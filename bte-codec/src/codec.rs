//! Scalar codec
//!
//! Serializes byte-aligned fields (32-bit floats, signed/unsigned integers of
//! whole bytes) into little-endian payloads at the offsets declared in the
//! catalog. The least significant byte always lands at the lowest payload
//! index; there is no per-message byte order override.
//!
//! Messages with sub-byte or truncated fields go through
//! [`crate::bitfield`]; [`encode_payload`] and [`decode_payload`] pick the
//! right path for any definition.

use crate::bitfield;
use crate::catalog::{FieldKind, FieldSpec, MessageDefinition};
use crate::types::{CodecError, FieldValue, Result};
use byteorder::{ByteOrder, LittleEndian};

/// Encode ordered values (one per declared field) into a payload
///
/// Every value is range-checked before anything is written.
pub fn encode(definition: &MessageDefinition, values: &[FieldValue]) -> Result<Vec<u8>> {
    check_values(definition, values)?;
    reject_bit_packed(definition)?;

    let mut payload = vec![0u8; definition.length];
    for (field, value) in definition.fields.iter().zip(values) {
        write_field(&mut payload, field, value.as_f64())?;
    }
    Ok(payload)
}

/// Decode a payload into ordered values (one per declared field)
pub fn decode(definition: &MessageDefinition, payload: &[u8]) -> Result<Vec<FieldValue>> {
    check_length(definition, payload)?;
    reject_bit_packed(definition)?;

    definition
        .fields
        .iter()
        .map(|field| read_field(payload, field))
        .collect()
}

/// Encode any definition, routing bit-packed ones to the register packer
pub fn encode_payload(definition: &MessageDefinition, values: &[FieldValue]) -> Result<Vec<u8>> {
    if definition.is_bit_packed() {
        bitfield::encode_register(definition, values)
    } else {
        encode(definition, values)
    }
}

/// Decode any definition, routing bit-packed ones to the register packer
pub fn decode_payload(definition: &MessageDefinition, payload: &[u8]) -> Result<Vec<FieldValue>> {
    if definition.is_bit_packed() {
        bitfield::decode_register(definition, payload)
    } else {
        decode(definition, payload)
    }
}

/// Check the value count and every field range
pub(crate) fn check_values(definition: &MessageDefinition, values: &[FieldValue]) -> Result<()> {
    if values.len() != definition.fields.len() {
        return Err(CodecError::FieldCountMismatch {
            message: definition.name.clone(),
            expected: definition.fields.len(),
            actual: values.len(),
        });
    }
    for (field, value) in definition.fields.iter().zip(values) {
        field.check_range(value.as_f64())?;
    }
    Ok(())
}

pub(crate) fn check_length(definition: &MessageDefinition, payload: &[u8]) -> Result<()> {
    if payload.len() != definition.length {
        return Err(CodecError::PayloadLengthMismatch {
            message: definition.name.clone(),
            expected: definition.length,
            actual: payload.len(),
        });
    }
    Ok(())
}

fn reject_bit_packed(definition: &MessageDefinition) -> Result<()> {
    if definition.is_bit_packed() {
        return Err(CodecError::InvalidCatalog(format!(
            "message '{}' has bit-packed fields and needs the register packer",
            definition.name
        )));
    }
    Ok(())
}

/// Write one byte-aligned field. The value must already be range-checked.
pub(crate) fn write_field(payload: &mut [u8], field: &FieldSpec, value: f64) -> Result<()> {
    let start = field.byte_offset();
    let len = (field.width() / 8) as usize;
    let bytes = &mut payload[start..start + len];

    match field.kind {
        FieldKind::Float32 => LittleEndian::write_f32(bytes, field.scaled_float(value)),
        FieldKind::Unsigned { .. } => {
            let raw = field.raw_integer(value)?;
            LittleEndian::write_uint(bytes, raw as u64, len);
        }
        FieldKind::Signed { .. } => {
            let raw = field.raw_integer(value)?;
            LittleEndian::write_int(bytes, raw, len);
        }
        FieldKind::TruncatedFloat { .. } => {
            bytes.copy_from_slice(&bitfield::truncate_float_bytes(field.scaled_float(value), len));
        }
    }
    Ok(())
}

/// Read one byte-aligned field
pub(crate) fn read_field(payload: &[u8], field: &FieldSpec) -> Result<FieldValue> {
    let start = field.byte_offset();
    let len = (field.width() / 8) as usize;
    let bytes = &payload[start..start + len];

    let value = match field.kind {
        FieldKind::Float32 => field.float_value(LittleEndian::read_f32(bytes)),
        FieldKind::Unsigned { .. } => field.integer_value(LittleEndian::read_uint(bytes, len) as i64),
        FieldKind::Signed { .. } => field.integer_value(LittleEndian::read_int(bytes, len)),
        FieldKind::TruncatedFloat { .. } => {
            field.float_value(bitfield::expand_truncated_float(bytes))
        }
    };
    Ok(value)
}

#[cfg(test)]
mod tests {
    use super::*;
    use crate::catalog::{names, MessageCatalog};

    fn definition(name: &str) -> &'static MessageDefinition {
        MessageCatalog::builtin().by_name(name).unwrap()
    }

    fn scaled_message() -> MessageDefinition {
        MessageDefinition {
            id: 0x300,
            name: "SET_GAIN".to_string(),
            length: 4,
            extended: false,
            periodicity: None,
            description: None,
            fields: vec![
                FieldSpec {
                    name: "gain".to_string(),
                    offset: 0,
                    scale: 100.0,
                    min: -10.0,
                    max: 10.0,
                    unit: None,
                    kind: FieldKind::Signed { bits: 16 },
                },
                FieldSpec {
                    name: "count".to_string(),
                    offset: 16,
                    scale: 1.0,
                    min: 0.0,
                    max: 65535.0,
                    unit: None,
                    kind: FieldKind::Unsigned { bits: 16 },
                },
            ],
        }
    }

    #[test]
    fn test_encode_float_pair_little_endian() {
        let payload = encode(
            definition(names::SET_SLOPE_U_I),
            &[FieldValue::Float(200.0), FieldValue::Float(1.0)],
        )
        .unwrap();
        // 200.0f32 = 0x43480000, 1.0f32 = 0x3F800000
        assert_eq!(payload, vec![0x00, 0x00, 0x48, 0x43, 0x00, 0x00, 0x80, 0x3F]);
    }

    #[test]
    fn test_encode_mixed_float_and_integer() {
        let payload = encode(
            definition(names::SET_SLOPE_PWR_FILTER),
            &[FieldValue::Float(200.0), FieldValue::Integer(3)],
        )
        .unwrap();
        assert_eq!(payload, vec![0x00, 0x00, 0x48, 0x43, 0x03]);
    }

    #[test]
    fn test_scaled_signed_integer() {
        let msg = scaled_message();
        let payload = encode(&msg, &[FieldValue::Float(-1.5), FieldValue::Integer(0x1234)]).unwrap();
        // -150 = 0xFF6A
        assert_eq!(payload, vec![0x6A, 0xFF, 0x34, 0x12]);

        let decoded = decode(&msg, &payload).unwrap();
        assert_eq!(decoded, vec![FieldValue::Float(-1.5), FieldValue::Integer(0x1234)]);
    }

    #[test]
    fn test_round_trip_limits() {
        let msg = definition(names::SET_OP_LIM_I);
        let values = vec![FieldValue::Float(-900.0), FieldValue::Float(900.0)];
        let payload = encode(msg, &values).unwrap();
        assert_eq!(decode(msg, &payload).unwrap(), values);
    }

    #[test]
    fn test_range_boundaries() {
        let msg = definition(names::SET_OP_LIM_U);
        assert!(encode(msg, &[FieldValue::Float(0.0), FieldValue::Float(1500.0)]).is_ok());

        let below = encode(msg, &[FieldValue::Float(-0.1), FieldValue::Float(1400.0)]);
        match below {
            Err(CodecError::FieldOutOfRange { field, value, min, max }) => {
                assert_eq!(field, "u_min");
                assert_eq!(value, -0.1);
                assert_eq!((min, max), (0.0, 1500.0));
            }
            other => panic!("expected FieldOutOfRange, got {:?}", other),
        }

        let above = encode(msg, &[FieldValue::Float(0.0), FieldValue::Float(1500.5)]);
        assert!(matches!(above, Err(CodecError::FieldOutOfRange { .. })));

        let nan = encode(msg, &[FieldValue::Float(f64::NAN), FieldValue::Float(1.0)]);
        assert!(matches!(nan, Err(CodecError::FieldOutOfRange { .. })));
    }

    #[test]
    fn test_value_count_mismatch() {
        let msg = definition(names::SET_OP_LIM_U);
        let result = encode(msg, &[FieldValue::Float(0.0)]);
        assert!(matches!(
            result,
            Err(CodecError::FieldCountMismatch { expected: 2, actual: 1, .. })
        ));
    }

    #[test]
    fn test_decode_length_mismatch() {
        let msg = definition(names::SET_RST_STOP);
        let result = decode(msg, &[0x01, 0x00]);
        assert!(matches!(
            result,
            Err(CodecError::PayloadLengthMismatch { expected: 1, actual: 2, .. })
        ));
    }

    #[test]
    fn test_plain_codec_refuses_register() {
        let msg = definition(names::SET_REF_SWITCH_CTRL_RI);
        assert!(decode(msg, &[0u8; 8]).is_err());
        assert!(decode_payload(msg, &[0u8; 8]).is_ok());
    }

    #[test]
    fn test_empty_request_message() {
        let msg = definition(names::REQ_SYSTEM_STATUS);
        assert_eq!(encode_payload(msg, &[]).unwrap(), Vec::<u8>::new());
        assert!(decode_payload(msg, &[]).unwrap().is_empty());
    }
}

________________________________________

YOUR GOAL: Whenever the word "above" appears in a line of the listing, report that line.

ANSWER SECTION:
        let above = encode(msg, &[FieldValue::Float(0.0), FieldValue::Float(1500.5)]);
        assert!(matches!(above, Err(CodecError::FieldOutOfRange { .. })));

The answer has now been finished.